Below are entries; write every one of them out again exactly.

— Stored entries —
-- Opening Marker --

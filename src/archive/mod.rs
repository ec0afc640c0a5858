pub mod packer;
pub mod report;

pub use packer::{archive_file_name, md5_hex, Archive, PeriodPacker};
pub use report::{ConfigSnapshot, ReportWriter, RunReport, UploadInfo};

-- Closing Marker --

— Answer to the problem —
filename src/archive/mod.rs
repository ec0afc640c0a5858
pub mod packer;
pub mod report;

pub use packer::{archive_file_name, md5_hex, Archive, PeriodPacker};
pub use report::{ConfigSnapshot, ReportWriter, RunReport, UploadInfo};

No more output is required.